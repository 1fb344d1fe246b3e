//! rusty-mfe: meta-feature extraction for classification datasets
//!
//! ```text
//!   MfeOptions ──► Config ──► Mfe ──fit(X, y, FitOptions)──► Dataset + Precomputed
//!                                │
//!                                └──extract(ExtractOptions)──► Extraction
//!                                          │
//!                                          └──► Diagnostics (warnings)
//! ```
//!
//! Every user-facing option is a [`Value`], so a wrong kind of argument
//! ([`MfeError::Type`]) is told apart from an acceptable kind with an
//! unacceptable value ([`MfeError::Value`]).

pub mod config;
pub mod data;
pub mod diagnostics;
pub mod error;
pub mod features;
pub mod groups;
pub mod mfe;
pub mod options;
pub mod precompute;
pub mod sample;
pub mod scoring;
pub mod summary;
pub mod tree;
pub mod value;

pub use config::{Config, FitOptions, MfeOptions, TimeOpt};
pub use diagnostics::{Diagnostic, DiagnosticKind, Diagnostics};
pub use error::{ErrorKind, MfeError, Result};
pub use groups::Group;
pub use mfe::{ExtractOptions, Extraction, FeatureDescription, Mfe};
pub use options::{process_generic_option, process_generic_set};
pub use value::Value;
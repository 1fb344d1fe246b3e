use std::fmt;

/// A named category of metafeatures.
#[derive(Debug, Clone, Copy, PartialEq, Eq, PartialOrd, Ord, Hash)]
pub enum Group {
    General,
    Statistical,
    InfoTheory,
    ModelBased,
    Landmarking,
}

impl Group {
    pub const ALL: [Group; 5] = [
        Group::General,
        Group::Statistical,
        Group::InfoTheory,
        Group::ModelBased,
        Group::Landmarking,
    ];

    pub fn name(self) -> &'static str {
        match self {
            Group::General => "general",
            Group::Statistical => "statistical",
            Group::InfoTheory => "info-theory",
            Group::ModelBased => "model-based",
            Group::Landmarking => "landmarking",
        }
    }

    /// Exact, case-insensitive lookup.
    pub fn from_name(name: &str) -> Option<Group> {
        let lowered = name.to_ascii_lowercase();
        Group::ALL.into_iter().find(|g| g.name() == lowered)
    }
}

impl fmt::Display for Group {
    fn fmt(&self, f: &mut fmt::Formatter<'_>) -> fmt::Result {
        f.write_str(self.name())
    }
}
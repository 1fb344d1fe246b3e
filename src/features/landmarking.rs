use super::{Compute, FeatureArgs, FeatureSpec, OutputKind};
use crate::error::Result;
use crate::groups::Group;
use crate::precompute::LandmarkingData;
use crate::tree::{split_on, DecisionTree};

const fn landmarker(
    name: &'static str,
    description: &'static str,
    f: fn(&LandmarkingData, &FeatureArgs) -> Result<Vec<f64>>,
) -> FeatureSpec {
    FeatureSpec {
        name,
        group: Group::Landmarking,
        description,
        params: &[],
        kind: OutputKind::Vector,
        compute: Compute::Landmarking(f),
    }
}

pub(crate) const FEATURES: &[FeatureSpec] = &[
    landmarker("best_node", "Score of a single split on the most informative attribute", best_node),
    landmarker("one_nn", "Score of the 1-nearest-neighbour classifier", one_nn),
    landmarker("random_node", "Score of a single split on a random attribute", random_node),
    landmarker("worst_node", "Score of a single split on the least informative attribute", worst_node),
];

/// Training split of fold `k`.
struct Fold<'a> {
    data: &'a LandmarkingData,
    x: Vec<Vec<f64>>,
    y: Vec<usize>,
    test: &'a [usize],
}

impl<'a> Fold<'a> {
    fn new(data: &'a LandmarkingData, k: usize) -> Self {
        let train = data.train_indices(k);
        Fold {
            data,
            x: train.iter().map(|&i| data.matrix[i].clone()).collect(),
            y: train.iter().map(|&i| data.labels[i]).collect(),
            test: &data.folds[k],
        }
    }

    fn n_attr(&self) -> usize {
        self.data.matrix.first().map_or(0, Vec::len)
    }

    fn score(&self, predict: impl Fn(&[f64]) -> usize) -> f64 {
        let truth: Vec<usize> = self.test.iter().map(|&i| self.data.labels[i]).collect();
        let pred: Vec<usize> = self.test.iter().map(|&i| predict(&self.data.matrix[i])).collect();
        self.data.score.evaluate(&truth, &pred, self.data.n_classes)
    }

    fn score_stump(&self, attrs: &[usize]) -> f64 {
        let stump = DecisionTree::stump(&self.x, &self.y, self.data.n_classes, attrs);
        self.score(|row| stump.predict_one(row))
    }
}

fn per_fold(data: &LandmarkingData, f: impl Fn(&Fold<'_>, usize) -> f64) -> Result<Vec<f64>> {
    Ok((0..data.folds.len()).map(|k| f(&Fold::new(data, k), k)).collect())
}

fn best_node(data: &LandmarkingData, _: &FeatureArgs) -> Result<Vec<f64>> {
    per_fold(data, |fold, _| {
        let attrs: Vec<usize> = (0..fold.n_attr()).collect();
        fold.score_stump(&attrs)
    })
}

fn one_nn(data: &LandmarkingData, _: &FeatureArgs) -> Result<Vec<f64>> {
    per_fold(data, |fold, _| {
        fold.score(|row| {
            let nearest = fold
                .x
                .iter()
                .enumerate()
                .map(|(j, other)| (j, squared_distance(row, other)))
                .min_by(|a, b| a.1.total_cmp(&b.1));
            nearest.map_or(0, |(j, _)| fold.y[j])
        })
    })
}

fn random_node(data: &LandmarkingData, _: &FeatureArgs) -> Result<Vec<f64>> {
    per_fold(data, |fold, k| fold.score_stump(&[data.random_attrs[k]]))
}

fn worst_node(data: &LandmarkingData, _: &FeatureArgs) -> Result<Vec<f64>> {
    per_fold(data, |fold, _| {
        let all: Vec<usize> = (0..fold.y.len()).collect();
        let worst = (0..fold.n_attr())
            .filter_map(|a| split_on(&fold.x, &fold.y, data.n_classes, &all, a))
            .min_by(|a, b| a.gain.total_cmp(&b.gain))
            .map_or(0, |s| s.attr);
        fold.score_stump(&[worst])
    })
}

fn squared_distance(a: &[f64], b: &[f64]) -> f64 {
    a.iter().zip(b).map(|(x, y)| (x - y).powi(2)).sum()
}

※ ※ ※

Exercise goal
Your job here is to copy the entries above exactly.

Answer to the problem
repository 1fb344d1fe246b3e
//! rusty-mfe: meta-feature extraction for classification datasets
//!
//! ```text
//!   MfeOptions ──► Config ──► Mfe ──fit(X, y, FitOptions)──► Dataset + Precomputed
//!                                │
//!                                └──extract(ExtractOptions)──► Extraction
//!                                          │
//!                                          └──► Diagnostics (warnings)
//! ```
//!
//! Every user-facing option is a [`Value`], so a wrong kind of argument
//! ([`MfeError::Type`]) is told apart from an acceptable kind with an
//! unacceptable value ([`MfeError::Value`]).

pub mod config;
pub mod data;
pub mod diagnostics;
pub mod error;
pub mod features;
pub mod groups;
pub mod mfe;
pub mod options;
pub mod precompute;
pub mod sample;
pub mod scoring;
pub mod summary;
pub mod tree;
pub mod value;

pub use config::{Config, FitOptions, MfeOptions, TimeOpt};
pub use diagnostics::{Diagnostic, DiagnosticKind, Diagnostics};
pub use error::{ErrorKind, MfeError, Result};
pub use groups::Group;
pub use mfe::{ExtractOptions, Extraction, FeatureDescription, Mfe};
pub use options::{process_generic_option, process_generic_set};
pub use value::Value;
repository 1fb344d1fe246b3e
use std::fmt;

/// A named category of metafeatures.
#[derive(Debug, Clone, Copy, PartialEq, Eq, PartialOrd, Ord, Hash)]
pub enum Group {
    General,
    Statistical,
    InfoTheory,
    ModelBased,
    Landmarking,
}

impl Group {
    pub const ALL: [Group; 5] = [
        Group::General,
        Group::Statistical,
        Group::InfoTheory,
        Group::ModelBased,
        Group::Landmarking,
    ];

    pub fn name(self) -> &'static str {
        match self {
            Group::General => "general",
            Group::Statistical => "statistical",
            Group::InfoTheory => "info-theory",
            Group::ModelBased => "model-based",
            Group::Landmarking => "landmarking",
        }
    }

    /// Exact, case-insensitive lookup.
    pub fn from_name(name: &str) -> Option<Group> {
        let lowered = name.to_ascii_lowercase();
        Group::ALL.into_iter().find(|g| g.name() == lowered)
    }
}

impl fmt::Display for Group {
    fn fmt(&self, f: &mut fmt::Formatter<'_>) -> fmt::Result {
        f.write_str(self.name())
    }
}
repository 1fb344d1fe246b3e
filename src/features/landmarking.rs
use super::{Compute, FeatureArgs, FeatureSpec, OutputKind};
use crate::error::Result;
use crate::groups::Group;
use crate::precompute::LandmarkingData;
use crate::tree::{split_on, DecisionTree};

const fn landmarker(
    name: &'static str,
    description: &'static str,
    f: fn(&LandmarkingData, &FeatureArgs) -> Result<Vec<f64>>,
) -> FeatureSpec {
    FeatureSpec {
        name,
        group: Group::Landmarking,
        description,
        params: &[],
        kind: OutputKind::Vector,
        compute: Compute::Landmarking(f),
    }
}

pub(crate) const FEATURES: &[FeatureSpec] = &[
    landmarker("best_node", "Score of a single split on the most informative attribute", best_node),
    landmarker("one_nn", "Score of the 1-nearest-neighbour classifier", one_nn),
    landmarker("random_node", "Score of a single split on a random attribute", random_node),
    landmarker("worst_node", "Score of a single split on the least informative attribute", worst_node),
];

/// Training split of fold `k`.
struct Fold<'a> {
    data: &'a LandmarkingData,
    x: Vec<Vec<f64>>,
    y: Vec<usize>,
    test: &'a [usize],
}

impl<'a> Fold<'a> {
    fn new(data: &'a LandmarkingData, k: usize) -> Self {
        let train = data.train_indices(k);
        Fold {
            data,
            x: train.iter().map(|&i| data.matrix[i].clone()).collect(),
            y: train.iter().map(|&i| data.labels[i]).collect(),
            test: &data.folds[k],
        }
    }

    fn n_attr(&self) -> usize {
        self.data.matrix.first().map_or(0, Vec::len)
    }

    fn score(&self, predict: impl Fn(&[f64]) -> usize) -> f64 {
        let truth: Vec<usize> = self.test.iter().map(|&i| self.data.labels[i]).collect();
        let pred: Vec<usize> = self.test.iter().map(|&i| predict(&self.data.matrix[i])).collect();
        self.data.score.evaluate(&truth, &pred, self.data.n_classes)
    }

    fn score_stump(&self, attrs: &[usize]) -> f64 {
        let stump = DecisionTree::stump(&self.x, &self.y, self.data.n_classes, attrs);
        self.score(|row| stump.predict_one(row))
    }
}

fn per_fold(data: &LandmarkingData, f: impl Fn(&Fold<'_>, usize) -> f64) -> Result<Vec<f64>> {
    Ok((0..data.folds.len()).map(|k| f(&Fold::new(data, k), k)).collect())
}

fn best_node(data: &LandmarkingData, _: &FeatureArgs) -> Result<Vec<f64>> {
    per_fold(data, |fold, _| {
        let attrs: Vec<usize> = (0..fold.n_attr()).collect();
        fold.score_stump(&attrs)
    })
}

fn one_nn(data: &LandmarkingData, _: &FeatureArgs) -> Result<Vec<f64>> {
    per_fold(data, |fold, _| {
        fold.score(|row| {
            let nearest = fold
                .x
                .iter()
                .enumerate()
                .map(|(j, other)| (j, squared_distance(row, other)))
                .min_by(|a, b| a.1.total_cmp(&b.1));
            nearest.map_or(0, |(j, _)| fold.y[j])
        })
    })
}

fn random_node(data: &LandmarkingData, _: &FeatureArgs) -> Result<Vec<f64>> {
    per_fold(data, |fold, k| fold.score_stump(&[data.random_attrs[k]]))
}

fn worst_node(data: &LandmarkingData, _: &FeatureArgs) -> Result<Vec<f64>> {
    per_fold(data, |fold, _| {
        let all: Vec<usize> = (0..fold.y.len()).collect();
        let worst = (0..fold.n_attr())
            .filter_map(|a| split_on(&fold.x, &fold.y, data.n_classes, &all, a))
            .min_by(|a, b| a.gain.total_cmp(&b.gain))
            .map_or(0, |s| s.attr);
        fold.score_stump(&[worst])
    })
}

fn squared_distance(a: &[f64], b: &[f64]) -> f64 {
    a.iter().zip(b).map(|(x, y)| (x - y).powi(2)).sum()
}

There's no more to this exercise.